Chama atenção o fato de que é nas questões relacionadas a gênero que o discurso tradicional sobrevive com maior intensidade, indicando o quão arraigada está a naturalização das diferenças entre homens e mulheres.
Parece que, com relação à sexualidade, foi possível imprimir um discurso com viés igualitário, por tratarem destes assuntos de uma forma mais técnica e impessoal, o que pode ser percebido na maneira como as perguntas e as respostas presentes nas seções sobre sexo são formuladas.
Já no que diz respeito às perguntas sobre comportamento é mais difícil que as respostas sejam dadas de maneira impessoal, as leitoras escrevem à procura de conselhos. E é no momento de formular estes conselhos, especialmente os voltados para o relacionamento homem e mulher, às relações de gênero, que a visão tradicional e hierárquica prevalece, onde nem todos têm os mesmos direitos.

Ficou claro que a revista trabalha voltada para uma determinada adolescente: pertencente às camadas médias, branca e heterossexual. Ou seja, o discurso por ela veiculado é direcionado a esta leitora. Mas serão apenas estas as leitoras da Capricho? Segundo Miranda-Ribeiro & Moore (2003) o número de leitoras não se restringe ao número oficial de revistas vendidas. É comum, dentre as adolescentes, que estas revistas circulem dentro da turma, família ou sala de aula. O relato, a seguir, de uma experiência pessoal, demonstra o poder de penetração desta revista, mesmo que em menor proporção, também entre meninas de camadas populares.
Enfim, a revista trabalha com um modelo de adolescência que acaba, por vezes, servindo como modelo de identificação para algumas, ao mesmo tempo em que legitima as diferenças e desigualdades para outras.

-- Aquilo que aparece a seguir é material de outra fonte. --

//! Duration and interval formatting for display and export.
//!
//! - [`format_duration`] renders `HH:MM` (hours may exceed two digits)
//! - [`format_hours_minutes`] renders the countdown wording, `7 hours and 5 minutes`
//! - [`format_days`] renders a day count with the right plural
//! - [`format_progress`] renders the used share of a cycle as a whole percentage
//!
//! Negative durations are shown as zero.
//!
//! ```rust
//! use lenslog::libs::formatter::format_duration;
//! use chrono::Duration;
//!
//! assert_eq!(format_duration(&(Duration::hours(2) + Duration::minutes(30))), "02:30");
//! ```

use crate::libs::cycle::CompletedInterval;
use chrono::Duration;
use serde::{Deserialize, Serialize};

pub const DATE_TIME_FORMAT: &str = "%Y-%m-%d %H:%M";
pub const DATE_FORMAT: &str = "%Y-%m-%d";

/// An archived interval with every field pre-formatted.
#[derive(Debug, Clone, Serialize, Deserialize, PartialEq, Eq)]
pub struct FormattedInterval {
    pub id: usize,
    pub start: String,
    pub end: String,
    pub duration: String,
}

impl FormattedInterval {
    pub fn from_history(history: &[CompletedInterval]) -> Vec<FormattedInterval> {
        history
            .iter()
            .enumerate()
            .map(|(index, interval)| FormattedInterval {
                id: index + 1,
                start: interval.start.format(DATE_TIME_FORMAT).to_string(),
                end: interval.end().format(DATE_TIME_FORMAT).to_string(),
                duration: format_duration(&interval.duration),
            })
            .collect()
    }
}

pub fn format_duration(duration: &Duration) -> String {
    let hours = duration.num_hours();
    let mins = duration.num_minutes() % 60;
    format!("{:02}:{:02}", hours.max(0), mins.max(0))
}

pub fn format_hours_minutes(duration: &Duration) -> String {
    let total_minutes = duration.num_minutes().max(0);
    format!("{} hours and {} minutes", total_minutes / 60, total_minutes % 60)
}

pub fn format_days(days: i64) -> String {
    match days.max(0) {
        1 => "1 day".to_string(),
        n => format!("{n} days"),
    }
}

pub fn format_progress(progress: f64) -> String {
    format!("{:.0}%", (progress.clamp(0.0, 1.0) * 100.0).floor())
}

MIGUEL, Raquel de Barros Pinto. De “moça prendada à “menina super poderosa”: um
estudo sobre as concepções de adolescência, sexualidade e gênero na revista Capricho
(1952-2003). 2005. 169 p. Dissertação (Mestrado em Psicologia) – Centro de Filosofia e Ciências Humanas, Universidade Federal de Santa Catarina, Florianópolis, 2005.